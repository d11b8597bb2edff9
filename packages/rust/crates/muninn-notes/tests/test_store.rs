//! Integration tests for directory scans against the parse cache.

use muninn_notes::{
    CacheConfig, DocumentParser, DocumentStore, DocumentTree, MarkdownParser, NotesError,
    PersistentCache, ScanOptions,
};
use std::fs;
use std::path::Path;
use std::sync::Arc;
use std::sync::atomic::{AtomicUsize, Ordering};
use std::time::{Duration, SystemTime};
use tempfile::TempDir;

/// Markdown parser that counts how often it runs.
#[derive(Debug, Clone, Default)]
struct CountingParser {
    calls: Arc<AtomicUsize>,
}

impl CountingParser {
    fn calls(&self) -> usize {
        self.calls.load(Ordering::SeqCst)
    }
}

impl DocumentParser for CountingParser {
    fn parse(&self, text: &str) -> Result<DocumentTree, String> {
        self.calls.fetch_add(1, Ordering::SeqCst);
        MarkdownParser.parse(text)
    }
}

/// Rejects any document containing `BROKEN`.
#[derive(Debug, Clone, Copy)]
struct PickyParser;

impl DocumentParser for PickyParser {
    fn parse(&self, text: &str) -> Result<DocumentTree, String> {
        if text.contains("BROKEN") {
            return Err("unsupported construct".to_string());
        }
        MarkdownParser.parse(text)
    }
}

fn write_file(root: &Path, rel: &str, content: &str) -> Result<(), Box<dyn std::error::Error>> {
    let path = root.join(rel);
    if let Some(parent) = path.parent() {
        fs::create_dir_all(parent)?;
    }
    fs::write(path, content)?;
    Ok(())
}

fn set_mtime(path: &Path, time: SystemTime) -> Result<(), Box<dyn std::error::Error>> {
    fs::OpenOptions::new()
        .write(true)
        .open(path)?
        .set_modified(time)?;
    Ok(())
}

fn sample_notes(root: &Path) -> Result<(), Box<dyn std::error::Error>> {
    write_file(root, "a.md", "# A\n\nSee [B](b.md).\n")?;
    write_file(root, "b.md", "# B\n")?;
    write_file(root, "docs/c.md", "Back to [a](../a.md)\n")?;
    write_file(root, "readme.txt", "not a note")?;
    Ok(())
}

#[test]
fn test_scan_discovers_markdown_only() -> Result<(), Box<dyn std::error::Error>> {
    let notes = TempDir::new()?;
    let cache_dir = TempDir::new()?;
    sample_notes(notes.path())?;

    let store = DocumentStore::new(notes.path(), MarkdownParser)?;
    let cache = PersistentCache::open(CacheConfig::new(cache_dir.path().join("cache.json")));
    let report = store.scan(&cache);

    let keys: Vec<&str> = report.documents.keys().map(String::as_str).collect();
    assert_eq!(keys, vec!["a.md", "b.md", "docs/c.md"]);
    assert!(report.issues.is_empty());
    assert_eq!(report.reparsed, 3);
    assert_eq!(report.reused, 0);

    let doc = report.documents.get("docs/c.md").ok_or("missing docs/c.md")?;
    assert_eq!(doc.relative_path(), "docs/c.md");
    assert_eq!(doc.content(), "Back to [a](../a.md)\n");
    assert!(doc.absolute_path().is_absolute());
    assert!(doc.mod_time().is_some());
    assert_eq!(doc.tree().root().id, "");
    Ok(())
}

#[test]
fn test_rescan_reuses_every_unchanged_document() -> Result<(), Box<dyn std::error::Error>> {
    let notes = TempDir::new()?;
    let cache_dir = TempDir::new()?;
    sample_notes(notes.path())?;

    let parser = CountingParser::default();
    let store = DocumentStore::new(notes.path(), parser.clone())?;
    let cache = PersistentCache::open(CacheConfig::new(cache_dir.path().join("cache.json")));

    let first = store.scan(&cache);
    assert_eq!(parser.calls(), 3);
    let second = store.scan(&cache);
    assert_eq!(parser.calls(), 3, "second scan must not parse anything");
    assert_eq!(second.reused, 3);
    assert_eq!(second.reparsed, 0);
    assert_eq!(first.documents, second.documents);
    Ok(())
}

#[test]
fn test_snapshot_carries_reuse_across_runs() -> Result<(), Box<dyn std::error::Error>> {
    let notes = TempDir::new()?;
    let cache_dir = TempDir::new()?;
    sample_notes(notes.path())?;
    let config = CacheConfig::new(cache_dir.path().join("cache.json"));

    let first = {
        let store = DocumentStore::new(notes.path(), MarkdownParser)?;
        let cache = PersistentCache::open(config.clone());
        let report = store.scan(&cache);
        cache.store()?;
        report
    };

    let parser = CountingParser::default();
    let store = DocumentStore::new(notes.path(), parser.clone())?;
    let cache = PersistentCache::open(config);
    let second = store.scan(&cache);
    assert_eq!(parser.calls(), 0);
    assert_eq!(second.reused, 3);
    assert_eq!(first.documents, second.documents);
    Ok(())
}

#[test]
fn test_touched_file_is_reparsed_even_with_same_content()
-> Result<(), Box<dyn std::error::Error>> {
    let notes = TempDir::new()?;
    let cache_dir = TempDir::new()?;
    sample_notes(notes.path())?;

    let parser = CountingParser::default();
    let store = DocumentStore::new(notes.path(), parser.clone())?;
    let cache = PersistentCache::open(CacheConfig::new(cache_dir.path().join("cache.json")));
    let first = store.scan(&cache);

    let b_path = notes.path().join("b.md");
    let before = first
        .documents
        .get("b.md")
        .and_then(|doc| doc.mod_time())
        .ok_or("b.md has no mtime")?;
    set_mtime(&b_path, SystemTime::now() + Duration::from_secs(120))?;

    let second = store.scan(&cache);
    assert_eq!(parser.calls(), 4, "only b.md is parsed again");
    assert_eq!(second.reparsed, 1);
    assert_eq!(second.reused, 2);
    let after = second
        .documents
        .get("b.md")
        .and_then(|doc| doc.mod_time())
        .ok_or("b.md has no mtime")?;
    assert_ne!(before, after);
    Ok(())
}

#[test]
fn test_edited_file_replaces_document() -> Result<(), Box<dyn std::error::Error>> {
    let notes = TempDir::new()?;
    let cache_dir = TempDir::new()?;
    sample_notes(notes.path())?;

    let store = DocumentStore::new(notes.path(), MarkdownParser)?;
    let cache = PersistentCache::open(CacheConfig::new(cache_dir.path().join("cache.json")));
    store.scan(&cache);

    let a_path = notes.path().join("a.md");
    fs::write(&a_path, "# A\n\nNo links any more.\n")?;
    set_mtime(&a_path, SystemTime::now() + Duration::from_secs(120))?;

    let report = store.scan(&cache);
    let doc = report.documents.get("a.md").ok_or("missing a.md")?;
    assert_eq!(doc.content(), "# A\n\nNo links any more.\n");
    Ok(())
}

#[test]
fn test_deleted_file_leaves_mapping() -> Result<(), Box<dyn std::error::Error>> {
    let notes = TempDir::new()?;
    let cache_dir = TempDir::new()?;
    sample_notes(notes.path())?;

    let store = DocumentStore::new(notes.path(), MarkdownParser)?;
    let cache = PersistentCache::open(CacheConfig::new(cache_dir.path().join("cache.json")));
    assert!(store.scan(&cache).documents.contains_key("b.md"));

    fs::remove_file(notes.path().join("b.md"))?;
    let report = store.scan(&cache);
    assert!(!report.documents.contains_key("b.md"));
    assert_eq!(report.documents.len(), 2);
    Ok(())
}

#[test]
fn test_hidden_entries_are_skipped_by_default() -> Result<(), Box<dyn std::error::Error>> {
    let notes = TempDir::new()?;
    write_file(notes.path(), "keep.md", "kept")?;
    write_file(notes.path(), ".hidden.md", "hidden")?;
    write_file(notes.path(), ".obsidian/workspace.md", "hidden dir")?;
    write_file(notes.path(), "Target/goals.md", "goals")?;
    write_file(notes.path(), "venv/trip.md", "trip")?;
    write_file(notes.path(), "node_modules/readme.md", "folder named like a tool dir")?;

    let store = DocumentStore::new(notes.path(), MarkdownParser)?;
    let found: Vec<String> = store.discover().into_iter().map(|(rel, _)| rel).collect();
    assert_eq!(
        found,
        vec!["Target/goals.md", "keep.md", "node_modules/readme.md", "venv/trip.md"]
    );
    Ok(())
}

#[test]
fn test_excluded_dirs_and_hidden_entries_are_configurable()
-> Result<(), Box<dyn std::error::Error>> {
    let notes = TempDir::new()?;
    let cache_dir = TempDir::new()?;
    write_file(notes.path(), "keep.md", "kept")?;
    write_file(notes.path(), ".hidden.md", "hidden")?;
    write_file(notes.path(), "Archive/old.md", "old")?;
    write_file(notes.path(), "archive2/new.md", "new")?;

    let options = ScanOptions {
        skip_hidden: false,
        excluded_dirs: vec!["archive".to_string()],
        ..ScanOptions::default()
    };
    let store = DocumentStore::with_options(notes.path(), options, MarkdownParser)?;
    let cache = PersistentCache::open(CacheConfig::new(cache_dir.path().join("cache.json")));
    let keys: Vec<String> = store.scan(&cache).documents.into_keys().collect();
    assert_eq!(keys, vec![".hidden.md", "archive2/new.md", "keep.md"]);
    Ok(())
}

#[cfg(unix)]
#[test]
fn test_symlinked_note_is_scanned() -> Result<(), Box<dyn std::error::Error>> {
    let notes = TempDir::new()?;
    let outside = TempDir::new()?;
    let cache_dir = TempDir::new()?;
    write_file(notes.path(), "a.md", "see [linked](linked.md)")?;
    write_file(outside.path(), "real.md", "# Real\n")?;
    std::os::unix::fs::symlink(outside.path().join("real.md"), notes.path().join("linked.md"))?;
    std::os::unix::fs::symlink(outside.path(), notes.path().join("linked-dir"))?;

    let store = DocumentStore::new(notes.path(), MarkdownParser)?;
    let cache = PersistentCache::open(CacheConfig::new(cache_dir.path().join("cache.json")));
    let report = store.scan(&cache);

    let keys: Vec<&str> = report.documents.keys().map(String::as_str).collect();
    assert_eq!(keys, vec!["a.md", "linked.md"], "directory links are not walked");
    let linked = report.documents.get("linked.md").ok_or("missing linked.md")?;
    assert_eq!(linked.content(), "# Real\n");
    assert!(linked.mod_time().is_some());

    let second = store.scan(&cache);
    assert_eq!(second.reused, 2);
    Ok(())
}

#[test]
fn test_snapshot_order_follows_paths() -> Result<(), Box<dyn std::error::Error>> {
    let notes = TempDir::new()?;
    let cache_dir = TempDir::new()?;
    for index in 0..32 {
        write_file(notes.path(), &format!("n{index:02}/note.md"), "[b](../b.md)")?;
    }
    let store = DocumentStore::new(notes.path(), MarkdownParser)?;
    let mut expected: Vec<String> = store
        .discover()
        .into_iter()
        .map(|(_, absolute)| absolute.to_string_lossy().into_owned())
        .collect();
    expected.reverse();

    for _ in 0..2 {
        let cache = PersistentCache::open(CacheConfig::new(cache_dir.path().join("cold.json")));
        store.scan(&cache);
        let keys: Vec<String> = cache.dump().into_iter().map(|entry| entry.key).collect();
        assert_eq!(keys, expected, "most recent first, in reverse path order");
    }

    let cache = PersistentCache::open(CacheConfig::new(cache_dir.path().join("warm.json")));
    store.scan(&cache);
    cache.store()?;
    let cache = PersistentCache::open(CacheConfig::new(cache_dir.path().join("warm.json")));
    let report = store.scan(&cache);
    assert_eq!(report.reused, 32);
    let keys: Vec<String> = cache.dump().into_iter().map(|entry| entry.key).collect();
    assert_eq!(keys, expected, "reuse promotes in path order too");
    Ok(())
}

#[test]
fn test_custom_pattern_selects_documents() -> Result<(), Box<dyn std::error::Error>> {
    let notes = TempDir::new()?;
    write_file(notes.path(), "top.md", "top")?;
    write_file(notes.path(), "journal/2024.md", "entry")?;

    let options = ScanOptions {
        pattern: "journal/*.md".to_string(),
        ..ScanOptions::default()
    };
    let store = DocumentStore::with_options(notes.path(), options, MarkdownParser)?;
    let found: Vec<String> = store.discover().into_iter().map(|(rel, _)| rel).collect();
    assert_eq!(found, vec!["journal/2024.md"]);
    Ok(())
}

#[test]
fn test_parse_failure_skips_file_and_continues() -> Result<(), Box<dyn std::error::Error>> {
    let notes = TempDir::new()?;
    let cache_dir = TempDir::new()?;
    sample_notes(notes.path())?;
    write_file(notes.path(), "bad.md", "BROKEN note")?;
    fs::write(notes.path().join("binary.md"), [0xff_u8, 0xfe, 0x00, 0x41])?;

    let store = DocumentStore::new(notes.path(), PickyParser)?;
    let cache = PersistentCache::open(CacheConfig::new(cache_dir.path().join("cache.json")));
    let report = store.scan(&cache);

    assert_eq!(report.documents.len(), 3);
    let mut skipped: Vec<&str> = report
        .issues
        .iter()
        .map(|issue| issue.relative_path.as_str())
        .collect();
    skipped.sort_unstable();
    assert_eq!(skipped, vec!["bad.md", "binary.md"]);
    assert!(report.issues.iter().any(|issue| matches!(
        &issue.error,
        NotesError::Parse { message, .. } if message == "unsupported construct"
    )));
    assert!(
        report
            .issues
            .iter()
            .any(|issue| matches!(issue.error, NotesError::Io { .. }))
    );
    assert!(cache.get(&notes.path().canonicalize()?.join("bad.md").to_string_lossy()).is_none());

    let stats = report.stats();
    assert_eq!(stats.documents, 3);
    assert_eq!(stats.issues.len(), 2);
    Ok(())
}

#[test]
fn test_invalid_root_is_rejected() -> Result<(), Box<dyn std::error::Error>> {
    let tmp = TempDir::new()?;
    let missing = tmp.path().join("nowhere");
    let err = DocumentStore::new(&missing, MarkdownParser)
        .err()
        .ok_or("missing root accepted")?;
    assert!(matches!(err, NotesError::InvalidRoot(_)));

    let file = tmp.path().join("file.md");
    fs::write(&file, "x")?;
    let err = DocumentStore::new(&file, MarkdownParser)
        .err()
        .ok_or("file root accepted")?;
    assert!(matches!(err, NotesError::InvalidRoot(_)));

    let options = ScanOptions {
        pattern: "[".to_string(),
        ..ScanOptions::default()
    };
    let err = DocumentStore::with_options(tmp.path(), options, MarkdownParser)
        .err()
        .ok_or("bad pattern accepted")?;
    assert!(matches!(err, NotesError::Pattern(_)));
    Ok(())
}

#[test]
fn test_empty_root_scans_to_empty_mapping() -> Result<(), Box<dyn std::error::Error>> {
    let notes = TempDir::new()?;
    let cache_dir = TempDir::new()?;
    let store = DocumentStore::new(notes.path(), MarkdownParser)?;
    let cache = PersistentCache::open(CacheConfig::new(cache_dir.path().join("cache.json")));
    let report = store.scan(&cache);
    assert!(report.documents.is_empty());
    assert!(report.issues.is_empty());
    Ok(())
}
****************************************
▸ **PROBLEM**
Once a line of the records is found to contain "impl", copy it out.

▸ **ANSWER TO THE PROBLEM**
impl CountingParser {
impl DocumentParser for CountingParser {
impl DocumentParser for PickyParser {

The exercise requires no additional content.